A simpatia do leitor brasileiro pela crônica vai de fato endireitando o nariz torcido de quem subestima a crônica como gênero literário. Como é possível torcer o nariz para aquilo que, produzido no sufoco de prazos e tamanhos apertados, parece condenado a não sobreviver ao dia, mas que em muitos casos segue vivo e sem prazo de validade, capaz de falar a leitores que ainda nem sequer nasceram?
3. E por que você acha que a crônica é um gênero tão amado pelo brasileiro?
A crônica, em seus bons momentos, tem uma leveza e um encanto bem ao gosto dos nossos leitores. Tem graça (não confundir com comicidade, pelo amor de Deus), esse atributo tão especial e tão difícil de botar em palavras, capaz de estabelecer uma espécie de cumplicidade entre autor e leitor.
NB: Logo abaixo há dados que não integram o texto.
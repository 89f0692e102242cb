//! Axis travel limits in steps.

use super::axis::{Axis, AxisRole};
use super::board::ZHome;

/// Legal step range of an axis, inclusive on both ends.
#[derive(Debug, Clone, Copy, PartialEq, Eq, Default)]
#[cfg_attr(feature = "defmt", derive(defmt::Format))]
pub struct TravelLimits {
    /// Minimum position in steps.
    pub min_steps: i32,
    /// Maximum position in steps.
    pub max_steps: i32,
}

impl TravelLimits {
    /// Derive limits from the calibrated axis length.
    ///
    /// The length in steps is `round(length_mm * steps_per_mm)`, then laid out by role:
    /// - centered (X, Y): half the length either side of the origin
    /// - floor (Z): `0` up to `length - home_position_steps`, or up to `home_position_steps`
    ///   when homing at the maximum end
    /// - extruder (A, B): the full length either side of the origin
    pub fn derive(
        axis: Axis,
        length_mm: u32,
        steps_per_mm: f32,
        home_position_steps: i32,
        z_home: ZHome,
    ) -> Self {
        let length = libm::roundf(length_mm as f32 * steps_per_mm) as i32;

        match axis.role() {
            AxisRole::Centered => {
                let max_steps = length / 2;
                Self {
                    min_steps: -max_steps,
                    max_steps,
                }
            }
            AxisRole::Floor => {
                let max_steps = match z_home {
                    ZHome::Min => length.wrapping_sub(home_position_steps),
                    ZHome::Max => home_position_steps,
                };
                Self {
                    min_steps: 0,
                    max_steps,
                }
            }
            AxisRole::Extruder => Self {
                min_steps: -length,
                max_steps: length,
            },
        }
    }

    /// Check if a position is within limits.
    pub fn contains(&self, steps: i32) -> bool {
        steps >= self.min_steps && steps <= self.max_steps
    }

    /// Clamp a target position to the nearest limit.
    pub fn clamp(&self, steps: i32) -> i32 {
        if steps < self.min_steps {
            self.min_steps
        } else if steps > self.max_steps {
            self.max_steps
        } else {
            steps
        }
    }
}
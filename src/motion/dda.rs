//! Per-axis motion descriptor consumed by the step generator.

use core::sync::atomic::{AtomicBool, AtomicI32, AtomicI8, Ordering};

use crate::config::Axis;

/// Motion descriptor of one axis (the DDA the step generator walks).
///
/// Every field is a single word so the step interrupt never observes a torn value.
/// Writers that must update several fields together do so with the interrupt masked.
#[derive(Debug)]
pub struct AxisDda {
    /// Axis is driven as an extruder.
    pub e_axis: AtomicBool,
    /// Bresenham accumulator.
    pub counter: AtomicI32,
    /// Step sign, `1` or `-1`.
    pub direction: AtomicI8,
    /// Level last written to the direction line.
    pub stepper_dir: AtomicBool,
    /// Axis is the master (longest) axis of the current move.
    pub master: AtomicBool,
    /// Step count of the master axis of the current move.
    pub master_steps: AtomicI32,
    /// Steps already issued in the current move.
    pub steps_completed: AtomicI32,
    /// Steps to issue in the current move.
    pub steps: AtomicI32,
}

/// Plain copy of an [`AxisDda`].
#[derive(Debug, Clone, Copy, PartialEq, Eq)]
#[cfg_attr(feature = "defmt", derive(defmt::Format))]
pub struct DdaSnapshot {
    /// Axis is driven as an extruder.
    pub e_axis: bool,
    /// Bresenham accumulator.
    pub counter: i32,
    /// Step sign.
    pub direction: i8,
    /// Level last written to the direction line.
    pub stepper_dir: bool,
    /// Master axis flag.
    pub master: bool,
    /// Master axis step count.
    pub master_steps: i32,
    /// Steps already issued.
    pub steps_completed: i32,
    /// Steps to issue.
    pub steps: i32,
}

impl AxisDda {
    /// A cleared descriptor.
    pub const fn new() -> Self {
        Self {
            e_axis: AtomicBool::new(false),
            counter: AtomicI32::new(0),
            direction: AtomicI8::new(1),
            stepper_dir: AtomicBool::new(false),
            master: AtomicBool::new(false),
            master_steps: AtomicI32::new(0),
            steps_completed: AtomicI32::new(0),
            steps: AtomicI32::new(0),
        }
    }

    /// Return the descriptor to its idle state for `axis`.
    pub(crate) fn reset(&self, axis: Axis) {
        self.e_axis.store(axis.is_extruder(), Ordering::Relaxed);
        self.counter.store(0, Ordering::Relaxed);
        self.direction.store(1, Ordering::Relaxed);
        self.stepper_dir.store(false, Ordering::Relaxed);
        self.master.store(false, Ordering::Relaxed);
        self.master_steps.store(0, Ordering::Relaxed);
        self.steps_completed.store(0, Ordering::Relaxed);
        self.steps.store(0, Ordering::Release);
    }

    /// Copy the current field values.
    pub fn snapshot(&self) -> DdaSnapshot {
        DdaSnapshot {
            e_axis: self.e_axis.load(Ordering::Relaxed),
            counter: self.counter.load(Ordering::Relaxed),
            direction: self.direction.load(Ordering::Relaxed),
            stepper_dir: self.stepper_dir.load(Ordering::Relaxed),
            master: self.master.load(Ordering::Relaxed),
            master_steps: self.master_steps.load(Ordering::Relaxed),
            steps_completed: self.steps_completed.load(Ordering::Relaxed),
            steps: self.steps.load(Ordering::Acquire),
        }
    }
}

impl Default for AxisDda {
    fn default() -> Self {
        Self::new()
    }
}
4. Ao fazer a seleção dos seus textos para o livro, notou assuntos recorrentes sobre os quais escreveram nossos cronistas? Dá para dizer que há preferências temáticas, ou mesmo obsessões, na crônica brasileira?
Sim, há preferências temáticas, felizmente. Tem cronista mais à vontade na contação de histórias, caso de Fernando Sabino e Paulo Mendes Campos. Clarice nos leva aos meandros da alma, Rubem Braga volta e meia se põe a navegar num lirismo jamais enjoativo. À margem das preferências temáticas, nossos cronistas, uns mais, outros menos, trabalharam todos na agonia do prazo curto para desovar o texto. Não espanta que alguns deles tenham tomado como assunto a falta de assunto. Rubem Braga, Drummond e Vinicius não foram os únicos, e o leitor sempre saiu ganhando.
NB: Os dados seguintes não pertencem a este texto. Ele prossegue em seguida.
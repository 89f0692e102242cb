//! Unit types for physical quantities.
//!
//! Provides type-safe representations of linear distance, feedrate and motor
//! steps to prevent unit confusion at compile time.

use core::ops::{Add, Mul, Neg, Sub};

use serde::Deserialize;

use crate::stepper::convert;

/// Linear distance in millimeters.
#[derive(Debug, Clone, Copy, PartialEq, PartialOrd, Default, Deserialize)]
#[cfg_attr(feature = "defmt", derive(defmt::Format))]
#[serde(transparent)]
pub struct Millimeters(pub f32);

impl Millimeters {
    /// Create a new Millimeters value.
    #[inline]
    pub const fn new(value: f32) -> Self {
        Self(value)
    }

    /// Get the raw value.
    #[inline]
    pub const fn value(self) -> f32 {
        self.0
    }
}

impl Add for Millimeters {
    type Output = Self;

    fn add(self, rhs: Self) -> Self::Output {
        Self(self.0 + rhs.0)
    }
}

impl Sub for Millimeters {
    type Output = Self;

    fn sub(self, rhs: Self) -> Self::Output {
        Self(self.0 - rhs.0)
    }
}

/// Linear velocity in millimeters per second.
#[derive(Debug, Clone, Copy, PartialEq, PartialOrd, Default, Deserialize)]
#[cfg_attr(feature = "defmt", derive(defmt::Format))]
#[serde(transparent)]
pub struct MillimetersPerSec(pub f32);

impl MillimetersPerSec {
    /// Create a new MillimetersPerSec value.
    #[inline]
    pub const fn new(value: f32) -> Self {
        Self(value)
    }

    /// Create from a per-minute rate.
    #[inline]
    pub fn from_per_minute(mm_per_min: f32) -> Self {
        Self(mm_per_min / 60.0)
    }

    /// Get the raw value.
    #[inline]
    pub const fn value(self) -> f32 {
        self.0
    }
}

impl Mul<f32> for MillimetersPerSec {
    type Output = Self;

    fn mul(self, rhs: f32) -> Self::Output {
        Self(self.0 * rhs)
    }
}

/// Axis position in steps, the width shared with the step generator.
#[derive(Debug, Clone, Copy, PartialEq, Eq, PartialOrd, Ord, Default, Hash)]
#[cfg_attr(feature = "defmt", derive(defmt::Format))]
pub struct Steps(pub i32);

impl Steps {
    /// Create a new Steps value.
    #[inline]
    pub const fn new(value: i32) -> Self {
        Self(value)
    }

    /// Get the raw value.
    #[inline]
    pub const fn value(self) -> i32 {
        self.0
    }

    /// Get absolute value as u32.
    #[inline]
    pub fn abs(self) -> u32 {
        self.0.unsigned_abs()
    }

    /// Convert to millimeters using a steps-per-mm ratio.
    #[inline]
    pub fn to_mm(self, steps_per_mm: f32) -> Millimeters {
        Millimeters(convert::steps_to_mm(self.0, steps_per_mm))
    }

    /// Create from millimeters using a steps-per-mm ratio.
    ///
    /// Truncates at 1/1000 mm and again at the final division, see [`convert::mm_to_steps`].
    #[inline]
    pub fn from_mm(mm: Millimeters, steps_per_mm: f32) -> Self {
        Self(convert::mm_to_steps(mm.0, steps_per_mm))
    }
}

impl Add for Steps {
    type Output = Self;

    fn add(self, rhs: Self) -> Self::Output {
        Self(self.0 + rhs.0)
    }
}

impl Sub for Steps {
    type Output = Self;

    fn sub(self, rhs: Self) -> Self::Output {
        Self(self.0 - rhs.0)
    }
}

impl Neg for Steps {
    type Output = Self;

    fn neg(self) -> Self::Output {
        Self(-self.0)
    }
}

/// Extension trait for creating unit types from primitives.
pub trait UnitExt {
    /// Convert to Millimeters.
    fn mm(self) -> Millimeters;
    /// Convert to MillimetersPerSec.
    fn mm_per_sec(self) -> MillimetersPerSec;
}

impl UnitExt for f32 {
    #[inline]
    fn mm(self) -> Millimeters {
        Millimeters(self)
    }

    #[inline]
    fn mm_per_sec(self) -> MillimetersPerSec {
        MillimetersPerSec(self)
    }
}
5. Você conheceu e conviveu com alguns dos escritores do Portal. Pode contar alguma história ou curiosidade sobre eles?
Tive contatos, mais ou menos superficiais, com alguns dos 20 cronistas que hoje fazem parte do Portal da Crônica Brasileira, em especial com Fernando Sabino e Otto Lara Resende. Clarice Lispector, como contei em crônica (“Meu traumatismo ucraniano”), me deu um contravapor logo na primeira pergunta da entrevista que fiz com ela, a segunda na minha vida de repórter, aos 23 anos. De Rubem Braga, homem de poucas palavras, ouvi uma recomendação quando lhe contei que pensava escrever uma biografia de Jayme Ovalle, projeto que ainda assim levei adiante. “Mexe com isso não”, resmungou o Braga. “Ovalle só tem quatro histórias, sendo que três o Fernando Sabino já contou e a quarta é mentira...”
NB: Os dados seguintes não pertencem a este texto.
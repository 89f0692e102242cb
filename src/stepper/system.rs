//! Axis set facade: initialization, configuration records and conversions.

use crate::config::{Axis, BoardConfig, Calibration, TravelLimits, AXIS_COUNT};
use crate::motion::MotionContext;
use crate::port::{AxisPorts, PortBindingTable, PortIo, Signal};
use crate::storage::CalibrationStore;

use super::convert;
use super::record::AxisConfig;

/// The stepper axes of one machine.
///
/// Owns the board description, the port I/O capability and the per-axis configuration
/// records. Shared motion state lives in a [`MotionContext`] passed in by reference.
///
/// # Example
///
/// ```rust,ignore
/// use stepper_axes::{Axis, BoardConfig, MotionContext, StepperAxes};
///
/// static MOTION: MotionContext = MotionContext::new();
///
/// let mut axes = StepperAxes::new(BoardConfig::replicator(), ports);
/// axes.initialize(true, &eeprom, &MOTION);
///
/// let steps = axes.mm_to_steps(12.5, Axis::X);
/// ```
pub struct StepperAxes<P>
where
    P: PortIo,
{
    /// Board variant, defaults and bindings.
    board: BoardConfig,
    /// Port bindings derived from the board.
    ports: PortBindingTable,
    /// Port I/O capability.
    io: P,
    /// Derived per-axis records.
    axes: [AxisConfig; AXIS_COUNT],
    /// Emergency stop enabled at the last hard reset.
    pstop_enabled: bool,
}

impl<P> StepperAxes<P>
where
    P: PortIo,
{
    /// Create the axis set. Records stay zeroed until the first hard reset.
    pub fn new(board: BoardConfig, io: P) -> Self {
        let ports = board.port_table();
        Self {
            board,
            ports,
            io,
            axes: [AxisConfig::default(); AXIS_COUNT],
            pstop_enabled: false,
        }
    }

    /// Initialize every axis.
    ///
    /// A hard reset reloads calibration from `store`, rebuilds the configuration records,
    /// configures the signal lines, zeroes absolute positions and clears homed flags and both
    /// enablement bitmasks. Any reset, hard or soft, clears homing flags, motion descriptors
    /// and extruder step counters. A soft reset leaves calibration, limits, positions and
    /// hardware untouched.
    pub fn initialize<S>(&mut self, hard_reset: bool, store: &S, motion: &MotionContext)
    where
        S: CalibrationStore,
    {
        info!("initializing axes (hard_reset={})", hard_reset);

        if hard_reset {
            let calibration = Calibration::load(store, &self.board);
            self.pstop_enabled = calibration.pstop_enabled;
            for axis in Axis::ALL {
                self.configure_axis(axis, &calibration);
            }
        }

        for axis in Axis::ALL {
            critical_section::with(|_| {
                if hard_reset {
                    motion.set_position(axis, 0);
                }
                motion.reset_motion(axis);
            });
        }

        if hard_reset {
            motion.clear_enabled();
            if let (true, Some(pstop)) = (self.pstop_enabled, self.board.pstop) {
                // Input with the pull-up off
                self.io.set_direction(pstop.signal, false);
                self.io.write(pstop.signal, false);
            }
        }

        motion.clear_e_steps();
    }

    fn configure_axis(&mut self, axis: Axis, calibration: &Calibration) {
        let cal = calibration.axis(axis);
        let limits = TravelLimits::derive(
            axis,
            cal.length_mm,
            cal.steps_per_mm,
            cal.home_position_steps,
            self.board.z_home,
        );
        let record = AxisConfig::new(cal, limits, calibration.inversion.polarity(axis));
        self.axes[axis.index()] = record;

        debug!(
            "axis {}: {} steps/mm, limits [{}, {}], min interval {}us",
            axis, record.steps_per_mm, limits.min_steps, limits.max_steps, record.min_step_interval
        );

        let ports = self.effective_ports(axis);
        let io = &mut self.io;

        io.set_direction(ports.dir, true);
        io.set_direction(ports.step, true);

        // Enable is active low: park it high before it becomes an output
        io.write(ports.enable, true);
        io.set_direction(ports.enable, true);

        // Pull-ups keep inverted endstops from triggering
        for endstop in [ports.max, ports.min] {
            if !io.is_null(endstop) {
                io.set_direction(endstop, false);
                io.write(endstop, record.invert_endstop);
            }
        }
    }

    /// Bindings actually driven for an axis. With the emergency stop enabled the X minimum
    /// line belongs to the stop input.
    pub fn effective_ports(&self, axis: Axis) -> AxisPorts {
        let mut ports = *self.ports.get(axis);
        if axis == Axis::X && self.pstop_enabled {
            ports.min = Signal::NULL;
        }
        ports
    }

    /// Drive an axis' enable line and record it in the hardware enablement bitmask.
    pub fn set_axis_enabled(&mut self, axis: Axis, enabled: bool, motion: &MotionContext) {
        let enable = self.ports.get(axis).enable;
        critical_section::with(|_| {
            self.io.write(enable, !enabled);
            motion.set_axis_hardware_enabled(axis, enabled);
        });
    }

    /// Steps per millimeter of an axis.
    #[inline]
    pub fn steps_per_mm(&self, axis: Axis) -> f32 {
        self.axes[axis.index()].steps_per_mm
    }

    /// Convert a step count on an axis to millimeters.
    #[inline]
    pub fn steps_to_mm(&self, steps: i32, axis: Axis) -> f32 {
        convert::steps_to_mm(steps, self.steps_per_mm(axis))
    }

    /// Convert millimeters on an axis to a step count, truncating at 1/1000 mm.
    #[inline]
    pub fn mm_to_steps(&self, mm: f32, axis: Axis) -> i32 {
        convert::mm_to_steps(mm, self.steps_per_mm(axis))
    }

    /// Configuration record of an axis.
    #[inline]
    pub fn axis(&self, axis: Axis) -> &AxisConfig {
        &self.axes[axis.index()]
    }

    /// Travel limits of an axis.
    #[inline]
    pub fn limits(&self, axis: Axis) -> TravelLimits {
        self.axes[axis.index()].limits
    }

    /// Record whether an axis has been homed.
    pub fn mark_homed(&mut self, axis: Axis, homed: bool) {
        self.axes[axis.index()].has_homed = homed;
    }

    /// Record whether an axis position is defined.
    pub fn mark_position_defined(&mut self, axis: Axis, defined: bool) {
        self.axes[axis.index()].has_defined_position = defined;
    }

    /// Whether the emergency stop was enabled at the last hard reset.
    #[inline]
    pub fn pstop_enabled(&self) -> bool {
        self.pstop_enabled
    }

    /// Board description.
    pub fn board(&self) -> &BoardConfig {
        &self.board
    }

    /// Port binding table.
    pub fn port_table(&self) -> &PortBindingTable {
        &self.ports
    }

    /// Port I/O capability.
    pub fn io(&self) -> &P {
        &self.io
    }

    /// Release the port I/O capability.
    pub fn release(self) -> P {
        self.io
    }
}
6. Muitos cronistas não têm, ainda, a obra devidamente editada. Quem você acha merecedor de uma organização definitiva, de uma publicação mais cuidadosa?
Há talvez mais de um cronista merecedor desse belo esforço, e penso de saída em José Carlos Oliveira, estrela no Jornal do Brasil por longos anos, mas hoje insuficientemente conhecido. Em vida ele nos deu ótimas coletâneas, como Os olhos dourados do ódio, A revolução das bonecas e O pavão desiludido, romance composto de crônicas publicadas em sua coluna no JB. Outros livros foram organizados após a sua morte, mas sua memória e todos nós teremos a ganhar quando se fizer com a extensa obra de José Carlos Oliveira algo como o que fez Guilherme Tauil em Vento vadio, seleta fina e alentada das crônicas de Antônio Maria.
7. E, para encerrar, você trabalha há anos em uma biografia de Carlos Drummond de Andrade. Acha que a crônica ocupa um lugar importante em sua obra?
Com o perdão da obviedade, na obra de Drummond nada se equipara à poesia. Não significa que sua prosa não tenha enormes qualidades. Ele está, lembra Antonio Houaiss, entre os nossos maiores contistas e cronistas. Escrever crônica foi o recurso que encontrou para complementar uma aposentadoria magra de funcionário público. Durante 30 anos – 15 no Correio da Manhã e outros tantos no Jornal do Brasil –, nosso maior poeta cronicou três vezes por semana. Toda manhã, garimpava inspiração na leitura de dois jornais. Gostava de imaginar alguém sorrindo ao ler sua conversa amena no café da manhã do dia seguinte. A satisfação seria multiplicada se soubesse que sua prosa matinal segue acendendo sorrisos, e não apenas na mesa do café.
* Entrevista conduzida por Guilherme Tauil.